The holiday season calls for strategic cost-cutting and clutter-combatting measures. Efforts to combine the two have spawned a sort of hush-hush practice known as “re-gifting”—that is, passing off an undesired gift as new to an unsuspecting recipient.
For those who feel naughty just thinking about it, we’ve compiled some pro tips to help you proceed with the necessary caution.
The DOs and DON’Ts of Re-Gifting:
DO: Know the trends.
Faux fur was the “it” accessory of 2010. So before you (finally) re-gift that clutch covered in imitation chinchilla, consider the recipient. If she’s style-savvy, abort mission—she’ll be onto you immediately. A bit on the eccentric side? Slap a bow on it and pat yourself on the back.
DON’T: Acknowledge when you’re a re-giftee.
The first rule of re-gifting is that you do not talk about re-gifting. Even if the notion of receiving a re-gift makes your skin crawl, it is imperative that you maintain a veil of innocence regarding the entire practice. When friends successfully pull one over on you, they’ll never expect you to do it back.
DO: Keep track.
The holidays are overwhelming, and the impulse to get it all done can lead to some serious slip-ups. Keep a spreadsheet of incoming/outgoing gifts to avoid accidentally rebounding an item, or bringing it to an exchange where the original gifter will be present. (No amount of Prosecco can alleviate that kind of awkward.) This will help you sleep at night.
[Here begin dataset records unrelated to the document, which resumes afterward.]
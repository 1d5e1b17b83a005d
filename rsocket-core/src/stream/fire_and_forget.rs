//! Fire-and-forget: one request frame, no reply.

use super::{Phase, StreamContext, StreamHandler};
use crate::error::RSocketError;
use crate::reassembler::FragmentsHolder;
use crate::responder::Responder;
use crate::signal::StreamSignal;
use crate::subscriber::Subscriber;
use rsocket_protocol::{Frame, FrameBody, FrameType, Payload};
use std::sync::Arc;
use tracing::debug;

/// Sends a single REQUEST_FNF and reports completion once it is queued.
pub(crate) struct FireAndForgetRequester {
    phase: Phase,
    payload: Option<Payload>,
    receiver: Box<dyn Subscriber>,
    done: bool,
}

impl FireAndForgetRequester {
    pub(crate) fn new(payload: Payload, receiver: Box<dyn Subscriber>) -> Self {
        Self {
            phase: Phase::Pending {
                initial_request_n: 0,
            },
            payload: Some(payload),
            receiver,
            done: false,
        }
    }
}

impl StreamHandler for FireAndForgetRequester {
    fn stream_id(&self) -> Option<u32> {
        self.phase.stream_id()
    }

    fn kind(&self) -> &'static str {
        "fire_and_forget requester"
    }

    fn handle_ready(&mut self, stream_id: u32, ctx: &mut StreamContext<'_>) -> bool {
        if self.done {
            return false;
        }
        self.phase = Phase::Active { stream_id };
        let payload = self.payload.take().unwrap_or_default();
        ctx.send_request(stream_id, FrameType::RequestFnf, payload, 0, false);
        self.done = true;
        self.receiver.on_complete();
        true
    }

    fn handle_frame(&mut self, frame: Frame, _ctx: &mut StreamContext<'_>) {
        debug!(
            stream_id = frame.stream_id,
            frame_type = %frame.frame_type(),
            "ignoring frame on fire_and_forget stream"
        );
    }

    fn handle_signal(&mut self, signal: StreamSignal, _ctx: &mut StreamContext<'_>) {
        match signal {
            // Only reachable while still waiting for lease budget
            StreamSignal::Cancel if !self.done => {
                self.done = true;
                self.payload = None;
            }
            other => debug!(signal = ?other, "ignoring signal on fire_and_forget requester"),
        }
    }

    fn close(&mut self, error: Option<RSocketError>) {
        if self.done {
            return;
        }
        self.done = true;
        self.payload = None;
        self.receiver
            .on_error(error.unwrap_or_else(|| RSocketError::connection_close("connection closed")));
    }

    fn is_terminated(&self) -> bool {
        self.done
    }
}

/// Collects a fragmented REQUEST_FNF before handing it to the application.
///
/// An unfragmented request never needs a registry entry and is dispatched
/// by the multiplexer directly.
pub(crate) struct FireAndForgetResponder {
    stream_id: u32,
    responder: Arc<dyn Responder>,
    holder: FragmentsHolder,
    done: bool,
}

impl FireAndForgetResponder {
    pub(crate) fn new(stream_id: u32, responder: Arc<dyn Responder>, first: Payload) -> Self {
        let mut holder = FragmentsHolder::new();
        holder.add(first);
        Self {
            stream_id,
            responder,
            holder,
            done: false,
        }
    }
}

impl StreamHandler for FireAndForgetResponder {
    fn stream_id(&self) -> Option<u32> {
        Some(self.stream_id)
    }

    fn kind(&self) -> &'static str {
        "fire_and_forget responder"
    }

    fn handle_frame(&mut self, frame: Frame, ctx: &mut StreamContext<'_>) {
        if self.done {
            return;
        }
        match frame.body {
            FrameBody::Payload(payload) if frame.flags.has_follows() => self.holder.add(payload),
            FrameBody::Payload(payload) => {
                self.done = true;
                let payload = self.holder.reassemble(payload);
                self.responder.fire_and_forget(payload);
            }
            FrameBody::Cancel | FrameBody::Error { .. } => {
                self.done = true;
                self.holder.cancel();
            }
            _ => {
                self.done = true;
                self.holder.cancel();
                ctx.send_error(
                    self.stream_id,
                    &RSocketError::invalid(format!(
                        "unexpected frame {} during request reassembly",
                        frame.frame_type()
                    )),
                );
            }
        }
    }

    fn handle_signal(&mut self, signal: StreamSignal, _ctx: &mut StreamContext<'_>) {
        debug!(signal = ?signal, "ignoring signal on fire_and_forget responder");
    }

    fn close(&mut self, _error: Option<RSocketError>) {
        self.done = true;
        self.holder.cancel();
    }

    fn is_terminated(&self) -> bool {
        self.done
    }
}

#[cfg(test)]
mod tests {
    use super::*;
    use crate::test_support::{Event, Recorder, TestResponder};
    use bytes::Bytes;
    use rsocket_protocol::{ErrorCode, Flags};
    use std::collections::VecDeque;

    #[test]
    fn test_requester_sends_once_and_completes() {
        let (recorder, events) = Recorder::new();
        let mut requester = FireAndForgetRequester::new(Payload::from_data("hi"), Box::new(recorder));
        let mut frames = VecDeque::new();
        let mut ctx = StreamContext::new(&mut frames, 0);

        assert!(requester.handle_ready(1, &mut ctx));
        assert!(requester.is_terminated());
        assert_eq!(frames.len(), 1);
        assert_eq!(frames[0].frame_type(), FrameType::RequestFnf);
        assert_eq!(*events.lock(), vec![Event::Complete]);

        // Closing afterwards is a no-op
        requester.close(Some(RSocketError::connection_close("bye")));
        assert_eq!(events.lock().len(), 1);
    }

    #[test]
    fn test_requester_cancelled_while_pending_never_sends() {
        let (recorder, events) = Recorder::new();
        let mut requester = FireAndForgetRequester::new(Payload::from_data("hi"), Box::new(recorder));
        let mut frames = VecDeque::new();
        let mut ctx = StreamContext::new(&mut frames, 0);

        requester.handle_signal(StreamSignal::Cancel, &mut ctx);
        assert!(requester.is_terminated());
        assert!(!requester.handle_ready(1, &mut ctx));
        assert!(frames.is_empty());
        assert!(events.lock().is_empty());
    }

    #[test]
    fn test_responder_reassembles_before_delivery() {
        let responder = TestResponder::new();
        let mut stream = FireAndForgetResponder::new(
            1,
            Arc::new(responder.clone()),
            Payload::from_data("ab"),
        );
        let mut frames = VecDeque::new();
        let mut ctx = StreamContext::new(&mut frames, 0);

        stream.handle_frame(
            Frame::payload(1, Payload::from_data("cd"), Flags::NEXT | Flags::FOLLOWS),
            &mut ctx,
        );
        assert!(responder.fire_and_forgets().is_empty());

        stream.handle_frame(Frame::payload(1, Payload::from_data("ef"), Flags::NEXT), &mut ctx);
        assert!(stream.is_terminated());
        assert_eq!(responder.fire_and_forgets(), vec![Payload::from_data("abcdef")]);
        assert!(frames.is_empty());
    }

    #[test]
    fn test_responder_rejects_ext_mid_reassembly() {
        let responder = TestResponder::new();
        let mut stream = FireAndForgetResponder::new(
            1,
            Arc::new(responder.clone()),
            Payload::from_data("ab"),
        );
        let mut frames = VecDeque::new();
        let mut ctx = StreamContext::new(&mut frames, 0);

        stream.handle_frame(Frame::ext(1, 9, Bytes::new(), false), &mut ctx);
        assert!(stream.is_terminated());
        assert_eq!(frames.len(), 1);
        assert!(matches!(
            frames[0].body,
            FrameBody::Error {
                code: ErrorCode::Invalid,
                ..
            }
        ));
        assert!(responder.fire_and_forgets().is_empty());
    }
}
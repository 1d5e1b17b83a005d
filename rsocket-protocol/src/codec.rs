//! Length-prefixed framing for byte-stream transports.
//!
//! Each frame is preceded by a 24-bit big-endian length that counts the
//! frame bytes only:
//!
//! ```text
//! +------------+---------------------------+
//! | length(3)  | frame (length bytes)      |
//! +------------+---------------------------+
//! ```

use crate::error::ProtocolError;
use crate::frame::Frame;
use crate::MAX_FRAME_LENGTH;
use bytes::{Buf, BufMut, Bytes, BytesMut};

/// Size of the transport length prefix in bytes.
pub const FRAME_LENGTH_SIZE: usize = 3;

/// Encodes frames with a length prefix.
pub struct Encoder;

impl Encoder {
    /// Encodes a frame into a new buffer.
    pub fn encode_frame(frame: &Frame) -> Result<BytesMut, ProtocolError> {
        let mut buf = BytesMut::with_capacity(FRAME_LENGTH_SIZE + frame.encoded_len());
        Self::encode_into(frame, &mut buf)?;
        Ok(buf)
    }

    /// Appends a length-prefixed frame to `buf`.
    pub fn encode_into(frame: &Frame, buf: &mut BytesMut) -> Result<(), ProtocolError> {
        let len = frame.encoded_len();
        if len > MAX_FRAME_LENGTH {
            return Err(ProtocolError::FrameTooLarge {
                size: len,
                max: MAX_FRAME_LENGTH,
            });
        }
        buf.put_uint(len as u64, FRAME_LENGTH_SIZE);
        frame.encode(buf)
    }
}

/// Decodes length-prefixed frames from a growing buffer.
pub struct Decoder {
    buffer: BytesMut,
    max_frame_length: usize,
}

impl Decoder {
    pub fn new() -> Self {
        Self {
            buffer: BytesMut::with_capacity(8192),
            max_frame_length: MAX_FRAME_LENGTH,
        }
    }

    /// Rejects frames longer than `max` bytes.
    pub fn with_max_frame_length(mut self, max: usize) -> Self {
        self.max_frame_length = max.min(MAX_FRAME_LENGTH);
        self
    }

    /// Appends data to the internal buffer.
    pub fn extend(&mut self, data: &[u8]) {
        self.buffer.extend_from_slice(data);
    }

    /// Appends bytes to the internal buffer.
    pub fn extend_bytes(&mut self, data: Bytes) {
        self.buffer.extend_from_slice(&data);
    }

    /// Attempts to decode the next frame from the buffer.
    ///
    /// Returns `Ok(Some(frame))` if a complete frame was decoded,
    /// `Ok(None)` if more data is needed, or `Err` on protocol errors.
    pub fn decode_frame(&mut self) -> Result<Option<Frame>, ProtocolError> {
        if self.buffer.len() < FRAME_LENGTH_SIZE {
            return Ok(None);
        }

        let len = (usize::from(self.buffer[0]) << 16)
            | (usize::from(self.buffer[1]) << 8)
            | usize::from(self.buffer[2]);
        if len > self.max_frame_length {
            return Err(ProtocolError::FrameTooLarge {
                size: len,
                max: self.max_frame_length,
            });
        }

        if self.buffer.len() < FRAME_LENGTH_SIZE + len {
            return Ok(None);
        }

        self.buffer.advance(FRAME_LENGTH_SIZE);
        let raw = self.buffer.split_to(len).freeze();
        Frame::decode(raw).map(Some)
    }

    /// Returns the number of bytes currently buffered.
    pub fn buffered(&self) -> usize {
        self.buffer.len()
    }

    /// Clears the internal buffer.
    pub fn clear(&mut self) {
        self.buffer.clear();
    }
}

impl Default for Decoder {
    fn default() -> Self {
        Self::new()
    }
}

#[cfg(test)]
mod tests {
    use super::*;
    use crate::frame::{Flags, FrameType, Payload};

    #[test]
    fn test_encoder_decoder_roundtrip() {
        let frame = Frame::request(
            FrameType::RequestStream,
            1,
            Payload::from_data("ping"),
            8,
            Flags::NONE,
        );
        let encoded = Encoder::encode_frame(&frame).unwrap();

        let mut decoder = Decoder::new();
        decoder.extend(&encoded);

        let decoded = decoder.decode_frame().unwrap().unwrap();
        assert_eq!(decoded, frame);
        assert_eq!(decoder.buffered(), 0);
    }

    #[test]
    fn test_partial_frame_decoding() {
        let frame = Frame::payload(3, Payload::from_data("hello world"), Flags::NEXT);
        let encoded = Encoder::encode_frame(&frame).unwrap();

        let mut decoder = Decoder::new();

        decoder.extend(&encoded[..2]);
        assert!(decoder.decode_frame().unwrap().is_none());

        decoder.extend(&encoded[2..10]);
        assert!(decoder.decode_frame().unwrap().is_none());

        decoder.extend(&encoded[10..]);
        let decoded = decoder.decode_frame().unwrap().unwrap();
        assert_eq!(decoded.into_payload().data_utf8(), Some("hello world"));
    }

    #[test]
    fn test_multiple_frames_in_buffer() {
        let mut buf = BytesMut::new();
        Encoder::encode_into(&Frame::request_n(1, 5), &mut buf).unwrap();
        Encoder::encode_into(&Frame::cancel(1), &mut buf).unwrap();

        let mut decoder = Decoder::new();
        decoder.extend_bytes(buf.freeze());

        let first = decoder.decode_frame().unwrap().unwrap();
        assert_eq!(first.frame_type(), FrameType::RequestN);

        let second = decoder.decode_frame().unwrap().unwrap();
        assert_eq!(second.frame_type(), FrameType::Cancel);

        assert!(decoder.decode_frame().unwrap().is_none());
    }

    #[test]
    fn test_length_prefix() {
        let frame = Frame::cancel(9);
        let encoded = Encoder::encode_frame(&frame).unwrap();
        assert_eq!(&encoded[..3], &[0, 0, 6]);
        assert_eq!(encoded.len(), 9);
    }

    #[test]
    fn test_frame_too_large_for_decoder() {
        let frame = Frame::payload(1, Payload::from_data(vec![0u8; 128]), Flags::NEXT);
        let encoded = Encoder::encode_frame(&frame).unwrap();

        let mut decoder = Decoder::new().with_max_frame_length(64);
        decoder.extend(&encoded);
        assert!(matches!(
            decoder.decode_frame(),
            Err(ProtocolError::FrameTooLarge { max: 64, .. })
        ));
    }

    #[test]
    fn test_decoder_clear() {
        let mut decoder = Decoder::default();
        decoder.extend(b"some data");
        assert_eq!(decoder.buffered(), 9);

        decoder.clear();
        assert_eq!(decoder.buffered(), 0);
    }
}
//! TCP transport for the RSocket engine.
//!
//! A [`Connection`] couples a byte stream with a
//! [`Multiplexer`](rsocket_core::Multiplexer): it performs SETUP, decodes
//! frames, drives keepalive and lease, and writes whatever the multiplexer
//! produces. [`Server`] and [`Client`] wrap it for TCP.

pub mod client;
pub mod config;
pub mod connection;
pub mod error;
pub mod server;
pub mod setup;

pub use client::{Channel, Client, ClientConfig, ResponseStream};
pub use config::{Config, ConfigError, ConnectionConfig, LeaseConfig, LeaseMode, NetworkConfig};
pub use connection::Connection;
pub use error::TransportError;
pub use server::{ConnectionInfo, Server, ServerConfig, ServerStats};
pub use setup::{accept_setup, client_setup, Negotiated};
DON’T: Re-gift freebies (without doing your research).
You have a zillion bottles of nail polish from charity event gift bags, and indigo glitter is so not your thing. But wait…was your potential re-giftee also in attendance at one of said events? Do your research—or better yet, avoid comps completely—to prevent the ultimate faux pas.
DO: Leave original packaging intact.
We shouldn’t even have to say this—but it’s amazing what people will do when budget panic sets in. If you want to burn a copy of that album for yourself, just keep it. If you pulled the tags off that scarf to wear it “just this once,” consider it yours. Re-gifting items that you actually want is an abomination of the art form.
DON’T: Feel guilty.
It can blow your cover, and it causes wrinkles. Besides, there’s nothing wrong with turning over a well-intentioned gift to a potentially more appreciative recipient. Letting it collect dust in the corner is a waste, so pay forward the good sentiment. Wouldn’t you want your giftees to do the same? (Don’t answer that.)
Follow this outline and enjoy a highly efficient holiday season devoid of awkward missteps…that is, assuming you go easy on the eggnog.